_WORK REQUIRED_.
From the records below, take each line where the string "GitApi" shows up and copy it.

Dataset entries
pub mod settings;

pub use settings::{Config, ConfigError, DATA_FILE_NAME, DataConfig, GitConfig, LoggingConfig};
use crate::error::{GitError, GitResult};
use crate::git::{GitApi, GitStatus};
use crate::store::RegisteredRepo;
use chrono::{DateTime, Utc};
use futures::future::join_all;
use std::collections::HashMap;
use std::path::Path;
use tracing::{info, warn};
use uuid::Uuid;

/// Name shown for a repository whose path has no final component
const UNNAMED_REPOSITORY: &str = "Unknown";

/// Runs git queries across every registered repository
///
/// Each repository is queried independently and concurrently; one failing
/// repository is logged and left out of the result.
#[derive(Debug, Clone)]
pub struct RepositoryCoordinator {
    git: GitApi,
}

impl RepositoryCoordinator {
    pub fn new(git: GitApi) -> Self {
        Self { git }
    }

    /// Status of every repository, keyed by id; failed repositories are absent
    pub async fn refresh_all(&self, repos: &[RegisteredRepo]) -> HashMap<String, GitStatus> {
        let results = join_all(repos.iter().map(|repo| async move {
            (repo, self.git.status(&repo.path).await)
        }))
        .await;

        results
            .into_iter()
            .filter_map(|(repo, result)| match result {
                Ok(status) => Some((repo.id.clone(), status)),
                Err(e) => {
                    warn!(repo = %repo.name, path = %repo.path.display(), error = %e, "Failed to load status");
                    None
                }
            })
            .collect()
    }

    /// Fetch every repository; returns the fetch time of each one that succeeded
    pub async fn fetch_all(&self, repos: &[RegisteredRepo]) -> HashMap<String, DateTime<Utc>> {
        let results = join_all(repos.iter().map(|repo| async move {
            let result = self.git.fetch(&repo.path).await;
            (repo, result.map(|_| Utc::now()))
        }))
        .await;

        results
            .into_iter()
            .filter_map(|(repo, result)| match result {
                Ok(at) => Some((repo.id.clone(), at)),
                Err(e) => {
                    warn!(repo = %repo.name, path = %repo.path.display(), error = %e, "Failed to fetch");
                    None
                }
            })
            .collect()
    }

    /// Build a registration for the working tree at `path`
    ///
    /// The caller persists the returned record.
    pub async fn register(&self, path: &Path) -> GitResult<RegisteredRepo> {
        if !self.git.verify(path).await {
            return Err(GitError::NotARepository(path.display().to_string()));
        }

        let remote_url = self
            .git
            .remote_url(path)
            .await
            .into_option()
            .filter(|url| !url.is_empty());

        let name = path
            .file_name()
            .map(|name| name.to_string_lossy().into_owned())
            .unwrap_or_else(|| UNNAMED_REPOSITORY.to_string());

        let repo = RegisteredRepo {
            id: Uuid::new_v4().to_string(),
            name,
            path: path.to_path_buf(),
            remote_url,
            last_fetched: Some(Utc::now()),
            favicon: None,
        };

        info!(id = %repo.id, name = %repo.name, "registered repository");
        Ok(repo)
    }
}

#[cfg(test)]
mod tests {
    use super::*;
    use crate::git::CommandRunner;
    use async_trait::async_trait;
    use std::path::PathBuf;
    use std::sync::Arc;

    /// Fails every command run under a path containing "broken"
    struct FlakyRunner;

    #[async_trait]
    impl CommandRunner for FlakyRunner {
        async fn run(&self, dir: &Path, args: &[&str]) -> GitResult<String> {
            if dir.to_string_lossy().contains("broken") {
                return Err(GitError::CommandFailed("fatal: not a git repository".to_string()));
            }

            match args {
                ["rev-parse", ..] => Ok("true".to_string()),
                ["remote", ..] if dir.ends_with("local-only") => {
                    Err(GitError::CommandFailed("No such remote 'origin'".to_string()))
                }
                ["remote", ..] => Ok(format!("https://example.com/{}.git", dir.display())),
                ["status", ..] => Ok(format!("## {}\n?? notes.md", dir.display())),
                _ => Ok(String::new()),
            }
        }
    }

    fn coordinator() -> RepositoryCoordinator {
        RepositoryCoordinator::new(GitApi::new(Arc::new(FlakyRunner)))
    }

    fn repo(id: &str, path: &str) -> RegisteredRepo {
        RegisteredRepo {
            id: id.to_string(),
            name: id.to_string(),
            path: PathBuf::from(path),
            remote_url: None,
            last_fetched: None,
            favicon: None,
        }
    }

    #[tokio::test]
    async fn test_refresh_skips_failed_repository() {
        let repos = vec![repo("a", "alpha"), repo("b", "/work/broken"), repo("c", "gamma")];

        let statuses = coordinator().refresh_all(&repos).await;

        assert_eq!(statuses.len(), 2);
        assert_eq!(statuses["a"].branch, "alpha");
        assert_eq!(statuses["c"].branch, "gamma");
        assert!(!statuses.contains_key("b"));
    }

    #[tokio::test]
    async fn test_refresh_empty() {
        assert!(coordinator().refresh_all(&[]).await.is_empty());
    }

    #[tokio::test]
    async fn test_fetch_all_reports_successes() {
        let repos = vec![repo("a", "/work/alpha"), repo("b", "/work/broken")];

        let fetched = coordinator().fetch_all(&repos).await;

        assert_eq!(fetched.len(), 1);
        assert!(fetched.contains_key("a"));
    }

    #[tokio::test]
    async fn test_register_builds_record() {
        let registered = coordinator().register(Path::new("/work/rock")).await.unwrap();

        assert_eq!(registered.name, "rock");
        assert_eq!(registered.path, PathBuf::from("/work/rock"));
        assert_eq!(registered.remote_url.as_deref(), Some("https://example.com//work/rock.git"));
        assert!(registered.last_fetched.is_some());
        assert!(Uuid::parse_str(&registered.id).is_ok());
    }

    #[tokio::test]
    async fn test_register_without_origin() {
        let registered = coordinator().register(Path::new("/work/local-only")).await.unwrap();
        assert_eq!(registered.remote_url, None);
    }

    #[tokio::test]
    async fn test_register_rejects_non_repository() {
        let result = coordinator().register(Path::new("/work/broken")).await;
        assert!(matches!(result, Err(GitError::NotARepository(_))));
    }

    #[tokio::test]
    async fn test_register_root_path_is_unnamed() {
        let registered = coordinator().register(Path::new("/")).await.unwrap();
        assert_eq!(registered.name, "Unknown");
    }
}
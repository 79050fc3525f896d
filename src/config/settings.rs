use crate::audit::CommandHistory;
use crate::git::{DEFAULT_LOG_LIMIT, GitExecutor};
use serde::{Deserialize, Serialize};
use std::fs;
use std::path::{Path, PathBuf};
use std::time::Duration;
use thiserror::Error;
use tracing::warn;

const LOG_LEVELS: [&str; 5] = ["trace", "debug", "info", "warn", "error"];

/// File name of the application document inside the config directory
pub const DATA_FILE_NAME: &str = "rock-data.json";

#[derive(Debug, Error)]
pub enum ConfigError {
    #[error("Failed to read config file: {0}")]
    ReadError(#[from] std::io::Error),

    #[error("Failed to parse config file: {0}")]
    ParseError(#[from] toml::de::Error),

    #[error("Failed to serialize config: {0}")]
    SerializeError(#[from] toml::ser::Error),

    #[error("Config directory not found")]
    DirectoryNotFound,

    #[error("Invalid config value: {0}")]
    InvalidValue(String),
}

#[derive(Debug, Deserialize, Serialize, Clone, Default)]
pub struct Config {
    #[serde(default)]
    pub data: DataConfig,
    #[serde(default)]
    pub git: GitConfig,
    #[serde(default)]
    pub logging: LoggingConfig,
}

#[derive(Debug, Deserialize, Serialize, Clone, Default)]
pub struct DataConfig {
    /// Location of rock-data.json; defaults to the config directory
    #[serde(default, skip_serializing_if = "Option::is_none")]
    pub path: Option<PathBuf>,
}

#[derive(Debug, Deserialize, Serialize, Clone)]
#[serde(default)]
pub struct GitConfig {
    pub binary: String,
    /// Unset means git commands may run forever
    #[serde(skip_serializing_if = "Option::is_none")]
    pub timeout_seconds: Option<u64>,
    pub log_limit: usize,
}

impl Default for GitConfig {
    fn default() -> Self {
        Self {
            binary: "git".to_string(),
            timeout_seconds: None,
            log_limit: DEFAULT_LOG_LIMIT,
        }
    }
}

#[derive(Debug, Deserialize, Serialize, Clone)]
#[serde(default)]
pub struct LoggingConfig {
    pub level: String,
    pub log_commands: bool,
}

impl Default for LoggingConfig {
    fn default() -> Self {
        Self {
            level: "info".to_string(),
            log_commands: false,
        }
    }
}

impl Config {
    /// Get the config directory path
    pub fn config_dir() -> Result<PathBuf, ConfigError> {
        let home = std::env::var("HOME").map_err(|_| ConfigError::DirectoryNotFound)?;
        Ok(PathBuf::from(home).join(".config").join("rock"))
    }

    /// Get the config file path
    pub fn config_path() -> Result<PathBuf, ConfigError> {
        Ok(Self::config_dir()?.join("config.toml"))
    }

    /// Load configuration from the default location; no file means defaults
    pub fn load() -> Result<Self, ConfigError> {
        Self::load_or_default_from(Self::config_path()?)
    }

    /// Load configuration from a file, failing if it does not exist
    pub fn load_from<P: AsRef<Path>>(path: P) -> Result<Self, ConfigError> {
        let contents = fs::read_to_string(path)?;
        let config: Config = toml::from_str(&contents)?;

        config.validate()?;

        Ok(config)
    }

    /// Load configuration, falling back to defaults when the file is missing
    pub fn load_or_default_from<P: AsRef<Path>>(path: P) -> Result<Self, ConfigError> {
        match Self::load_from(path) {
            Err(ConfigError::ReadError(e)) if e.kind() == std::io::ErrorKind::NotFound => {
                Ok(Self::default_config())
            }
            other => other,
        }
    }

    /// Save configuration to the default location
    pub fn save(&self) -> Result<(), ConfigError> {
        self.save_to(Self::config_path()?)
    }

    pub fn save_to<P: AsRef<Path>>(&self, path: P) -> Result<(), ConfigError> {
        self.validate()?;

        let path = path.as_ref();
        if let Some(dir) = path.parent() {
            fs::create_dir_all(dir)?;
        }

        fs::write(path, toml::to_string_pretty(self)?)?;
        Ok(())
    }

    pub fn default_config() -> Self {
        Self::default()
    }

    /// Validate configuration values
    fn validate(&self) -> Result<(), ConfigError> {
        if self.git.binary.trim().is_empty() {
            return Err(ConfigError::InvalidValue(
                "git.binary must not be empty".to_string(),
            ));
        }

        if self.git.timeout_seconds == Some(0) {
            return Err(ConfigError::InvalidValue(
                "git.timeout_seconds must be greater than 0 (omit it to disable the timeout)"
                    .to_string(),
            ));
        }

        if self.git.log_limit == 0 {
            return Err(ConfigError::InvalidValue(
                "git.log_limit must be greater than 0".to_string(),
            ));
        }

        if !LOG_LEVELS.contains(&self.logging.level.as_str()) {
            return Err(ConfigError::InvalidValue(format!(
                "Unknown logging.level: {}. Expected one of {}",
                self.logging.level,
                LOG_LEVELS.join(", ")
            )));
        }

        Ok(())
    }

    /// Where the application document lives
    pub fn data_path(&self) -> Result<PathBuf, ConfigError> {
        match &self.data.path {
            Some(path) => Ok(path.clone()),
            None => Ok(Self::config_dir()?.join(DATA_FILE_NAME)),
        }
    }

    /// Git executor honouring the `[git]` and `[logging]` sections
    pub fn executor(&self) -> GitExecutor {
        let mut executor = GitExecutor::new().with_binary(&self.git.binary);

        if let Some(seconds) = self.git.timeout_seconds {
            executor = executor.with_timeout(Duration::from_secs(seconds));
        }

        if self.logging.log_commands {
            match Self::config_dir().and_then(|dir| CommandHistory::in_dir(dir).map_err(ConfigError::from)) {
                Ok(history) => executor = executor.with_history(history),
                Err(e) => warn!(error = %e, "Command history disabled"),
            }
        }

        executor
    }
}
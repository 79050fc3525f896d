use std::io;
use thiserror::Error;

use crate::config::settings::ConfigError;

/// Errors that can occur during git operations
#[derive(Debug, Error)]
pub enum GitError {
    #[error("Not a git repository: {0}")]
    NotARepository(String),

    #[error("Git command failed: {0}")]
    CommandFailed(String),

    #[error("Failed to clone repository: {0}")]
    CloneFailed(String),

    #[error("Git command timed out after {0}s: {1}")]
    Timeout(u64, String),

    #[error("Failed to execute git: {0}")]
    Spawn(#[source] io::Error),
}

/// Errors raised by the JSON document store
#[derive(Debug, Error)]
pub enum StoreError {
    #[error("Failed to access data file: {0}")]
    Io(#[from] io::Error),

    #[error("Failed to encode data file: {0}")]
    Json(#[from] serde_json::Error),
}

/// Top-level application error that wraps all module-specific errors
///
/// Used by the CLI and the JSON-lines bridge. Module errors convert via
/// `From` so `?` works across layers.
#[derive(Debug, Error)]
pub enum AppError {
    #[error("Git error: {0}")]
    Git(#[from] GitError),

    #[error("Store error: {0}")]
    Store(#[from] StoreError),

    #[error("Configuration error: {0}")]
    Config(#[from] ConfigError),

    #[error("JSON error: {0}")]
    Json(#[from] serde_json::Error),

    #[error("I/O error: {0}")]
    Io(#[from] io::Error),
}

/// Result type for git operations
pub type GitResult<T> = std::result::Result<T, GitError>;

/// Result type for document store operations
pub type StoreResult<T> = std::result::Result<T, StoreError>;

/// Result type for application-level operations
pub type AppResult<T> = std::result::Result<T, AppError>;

_ANSWER TO THE EXERCISE_.
use crate::git::{GitApi, GitStatus};
    git: GitApi,
    pub fn new(git: GitApi) -> Self {
        RepositoryCoordinator::new(GitApi::new(Arc::new(FlakyRunner)))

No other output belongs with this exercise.